"It's not your place to know the mind of the Judge, nor is it mine."
"I'm just."
"Everything happens for a reason." Which to her is an article of doomed faith and to him is an explanation of the webwork of causality in which he finds himself trapped.
RETURN THE JUDGE DOES, in due time and burdened down with his own ideas and understandings. He drags a divisive trail of misery behind him as a mule drags a plow, and by its passage the landscape in his wake is altered day by day. The Judge's reputation, a reputation long and fairly earned, is that none save himself shall be satisfied by his rulings. Some say that even he despairs with each grim final blow of his gavel, for the harsh justice that he measures out can neither sufficiently punish the guilty nor fully restore the wronged. Some say this, gathered muttering in damp prison cells or sipping tea in the parlors of great houses, but they cannot know for certain and the truth is more likely that they are manufacturing ordinary human emotions to overlay upon his transient and inscrutable self and make him thus both knowable and known.
The boy returns from a rare and contrite day at school to find the Judge's black bowler hat already brushed clean and hung upon its hook in the entryway like some inky aperture in the white wall, and his dizzy dreamlike urge is to escape by squeezing through it and out the other side into a place where men are neither parted nor linked by such fierce impassive implements as the Judge shuttles day by day across the virgin hills of Illinois.

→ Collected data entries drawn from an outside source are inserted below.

// Copyright 2025 the Trellis Authors
// SPDX-License-Identifier: Apache-2.0 OR MIT

//! Emitter implementation.
//!
//! ## Fan-out
//!
//! Fan-out works on a snapshot taken when the event fires. Listeners added
//! while it runs first fire on the next trigger. Listeners removed while it
//! runs still receive the in-flight event.
//!
//! ## Owners that are also the context
//!
//! When the emitter lives inside the context `C` its listeners receive, the
//! owner cannot lend out `&mut C` while the emitter is borrowed. Such owners
//! take a [`Emitter::snapshot`], release the emitter, and call [`fan_out`].

use std::collections::BTreeMap;
use std::rc::Rc;

/// A listener: receives the context and the event payload.
pub type Listener<C, A> = Rc<dyn Fn(&mut C, &A)>;

/// Wrap a closure as a [`Listener`].
pub fn listener<C, A>(f: impl Fn(&mut C, &A) + 'static) -> Listener<C, A> {
    Rc::new(f)
}

/// Returns true if `a` and `b` are the same listener.
pub fn same_listener<C, A>(a: &Listener<C, A>, b: &Listener<C, A>) -> bool {
    Rc::ptr_eq(a, b)
}

/// Call every listener in `listeners` in order.
pub fn fan_out<C, A>(listeners: &[Listener<C, A>], cx: &mut C, args: &A) {
    for l in listeners {
        l(cx, args);
    }
}

struct Entry<C, A> {
    listener: Listener<C, A>,
    once: bool,
}

impl<C, A> Clone for Entry<C, A> {
    fn clone(&self) -> Self {
        Self {
            listener: Rc::clone(&self.listener),
            once: self.once,
        }
    }
}

/// Ordered listener lists keyed by event name.
pub struct Emitter<C, A> {
    events: BTreeMap<String, Vec<Entry<C, A>>>,
}

impl<C, A> core::fmt::Debug for Emitter<C, A> {
    fn fmt(&self, f: &mut core::fmt::Formatter<'_>) -> core::fmt::Result {
        let mut m = f.debug_map();
        for (name, entries) in &self.events {
            m.entry(name, &entries.len());
        }
        m.finish()
    }
}

impl<C, A> Default for Emitter<C, A> {
    fn default() -> Self {
        Self::new()
    }
}

impl<C, A> Emitter<C, A> {
    /// Create an emitter with no listeners.
    pub fn new() -> Self {
        Self {
            events: BTreeMap::new(),
        }
    }

    /// Append `listener` to `event`. Duplicates are kept.
    pub fn on(&mut self, event: &str, listener: Listener<C, A>) -> &mut Self {
        self.push(event, listener, false);
        self
    }

    /// Append a listener that is removed after it fires once.
    pub fn once(&mut self, event: &str, listener: Listener<C, A>) -> &mut Self {
        self.push(event, listener, true);
        self
    }

    /// Remove the first registration of `listener` for `event`.
    ///
    /// Returns false if nothing matched; that is not an error.
    pub fn off(&mut self, event: &str, listener: &Listener<C, A>) -> bool {
        let Some(entries) = self.events.get_mut(event) else {
            return false;
        };
        let Some(pos) = entries
            .iter()
            .position(|e| same_listener(&e.listener, listener))
        else {
            return false;
        };
        entries.remove(pos);
        if entries.is_empty() {
            self.events.remove(event);
        }
        true
    }

    /// Drop every listener for `event`, returning how many were removed.
    pub fn remove_event(&mut self, event: &str) -> usize {
        self.events.remove(event).map_or(0, |e| e.len())
    }

    /// Drop every listener.
    pub fn clear(&mut self) {
        self.events.clear();
    }

    /// Number of listeners registered for `event`.
    pub fn listener_count(&self, event: &str) -> usize {
        self.events.get(event).map_or(0, Vec::len)
    }

    /// Returns true if `event` has at least one listener.
    pub fn has_listeners(&self, event: &str) -> bool {
        self.listener_count(event) > 0
    }

    /// Names of events with listeners, in sorted order.
    pub fn events(&self) -> impl Iterator<Item = &str> {
        self.events.keys().map(String::as_str)
    }

    /// The listeners that should receive `event` right now, in order.
    ///
    /// One-shot listeners are removed as part of taking the snapshot.
    pub fn snapshot(&mut self, event: &str) -> Vec<Listener<C, A>> {
        let Some(entries) = self.events.get_mut(event) else {
            return Vec::new();
        };
        let out = entries.iter().map(|e| Rc::clone(&e.listener)).collect();
        entries.retain(|e| !e.once);
        if entries.is_empty() {
            self.events.remove(event);
        }
        out
    }

    /// Fire `event`, returning the number of listeners called.
    pub fn trigger(&mut self, cx: &mut C, event: &str, args: &A) -> usize {
        let listeners = self.snapshot(event);
        tracing::trace!(event, listeners = listeners.len(), "trigger");
        fan_out(&listeners, cx, args);
        listeners.len()
    }

    fn push(&mut self, event: &str, listener: Listener<C, A>, once: bool) {
        self.events
            .entry(event.to_owned())
            .or_default()
            .push(Entry { listener, once });
    }
}

#[cfg(test)]
mod tests {
    use super::*;

    type Log = Vec<String>;

    fn recorder(tag: &'static str) -> Listener<Log, u32> {
        listener(move |log: &mut Log, n: &u32| log.push(format!("{tag}:{n}")))
    }

    #[test]
    fn fires_in_registration_order_without_dedup() {
        let mut em = Emitter::new();
        let a = recorder("a");
        em.on("evt", Rc::clone(&a))
            .on("evt", recorder("b"))
            .on("evt", a);
        let mut log = Log::new();
        assert_eq!(em.trigger(&mut log, "evt", &1), 3);
        assert_eq!(log, ["a:1", "b:1", "a:1"]);
    }

    #[test]
    fn off_removes_first_match_only() {
        let mut em = Emitter::new();
        let a = recorder("a");
        em.on("evt", Rc::clone(&a)).on("evt", Rc::clone(&a));
        assert!(em.off("evt", &a));
        assert_eq!(em.listener_count("evt"), 1);
        assert!(em.off("evt", &a));
        assert!(!em.has_listeners("evt"));
        assert!(!em.off("evt", &a), "unknown listener is a no-op");
        assert!(!em.off("other", &a), "unknown event is a no-op");
    }

    #[test]
    fn once_fires_a_single_time() {
        let mut em = Emitter::new();
        em.once("evt", recorder("once")).on("evt", recorder("always"));
        let mut log = Log::new();
        em.trigger(&mut log, "evt", &1);
        em.trigger(&mut log, "evt", &2);
        assert_eq!(log, ["once:1", "always:1", "always:2"]);
    }

    #[test]
    fn trigger_without_listeners_is_quiet() {
        let mut em: Emitter<Log, u32> = Emitter::new();
        let mut log = Log::new();
        assert_eq!(em.trigger(&mut log, "nothing", &0), 0);
        assert!(log.is_empty());
    }

    /// An owner that stores the emitter inside the listener context.
    #[derive(Default)]
    struct Owner {
        emitter: Emitter<Self, u32>,
        log: Log,
        victim: Option<Listener<Self, u32>>,
    }

    impl Owner {
        fn emit(&mut self, event: &str, n: u32) {
            let listeners = self.emitter.snapshot(event);
            fan_out(&listeners, self, &n);
        }
    }

    #[test]
    fn removal_during_fan_out_does_not_affect_snapshot() {
        let mut owner = Owner::default();
        let victim: Listener<Owner, u32> = listener(|o: &mut Owner, n: &u32| {
            o.log.push(format!("victim:{n}"));
        });
        let remover: Listener<Owner, u32> = listener(|o: &mut Owner, n: &u32| {
            o.log.push(format!("remover:{n}"));
            if let Some(v) = o.victim.take() {
                o.emitter.off("evt", &v);
            }
        });
        owner.victim = Some(Rc::clone(&victim));
        owner.emitter.on("evt", remover).on("evt", victim);

        owner.emit("evt", 1);
        owner.emit("evt", 2);
        assert_eq!(owner.log, ["remover:1", "victim:1", "remover:2"]);
    }

    #[test]
    fn addition_during_fan_out_waits_for_next_trigger() {
        let mut owner = Owner::default();
        let adder: Listener<Owner, u32> = listener(|o: &mut Owner, n: &u32| {
            o.log.push(format!("adder:{n}"));
            o.emitter.on(
                "evt",
                listener(|o: &mut Owner, n: &u32| o.log.push(format!("late:{n}"))),
            );
        });
        owner.emitter.once("evt", adder);
        owner.emit("evt", 1);
        owner.emit("evt", 2);
        assert_eq!(owner.log, ["adder:1", "late:2"]);
    }

    #[test]
    fn events_are_listed_and_cleared() {
        let mut em = Emitter::new();
        em.on("b", recorder("x")).on("a", recorder("y"));
        assert_eq!(em.events().collect::<Vec<_>>(), ["a", "b"]);
        assert_eq!(em.remove_event("a"), 1);
        em.clear();
        assert_eq!(em.events().count(), 0);
    }
}
/// An issued request awaiting its reply.
#[derive(Debug)]
pub(crate) struct Pending {
    component: ComponentId,
    kind: RequestKind,
}

#[derive(Debug)]
enum RequestKind {
    FetchModel,
    FetchCollection(Options),
    Save,
}

enum LoadPlan {
    Cached,
    Join,
    Fetch(Options),
}

fn mismatched_reply() -> Response {
    tracing::warn!("store reply does not match the request");
    Response::new(500, "mismatched reply")
}

fn into_model(outcome: Outcome) -> Result<(Model, Option<Response>), Response> {
    match outcome {
        Ok(Reply::Model(model)) => Ok((model, None)),
        Ok(Reply::Saved(model, response)) => Ok((model, Some(response))),
        Ok(Reply::Collection(_)) => Err(mismatched_reply()),
        Err(response) => Err(response),
    }
}

fn into_collection(outcome: Outcome) -> Result<Vec<Model>, Response> {
    match outcome {
        Ok(Reply::Collection(items)) => Ok(items),
        Ok(_) => Err(mismatched_reply()),
        Err(response) => Err(response),
    }
}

His mother is in the kitchen and with the blank thin expanse of her back she instructs him to linger not but instead to go direct to his father's study, which he does, and when the door opens to expel him later like the whale casting out Jonah he is neither in the mood for sympathy nor likely to receive it. He is to do the neighbor's laundry for a month, and moreover he is to do this penance and everything else in purposely muddied drawers of his own, donned damp and sticky and permitted to dry into a harsh scratchy encrustation upon his legs and his ass and his privates. The halfwit Tyrell finds this punishment amusing to no end, a circumstance that might refute the Judge's alleged belief that justice, though necessary, is never fully possible, and he lingers about the laundry room when he should be at his chores, eyeing the boy's leaking shorts.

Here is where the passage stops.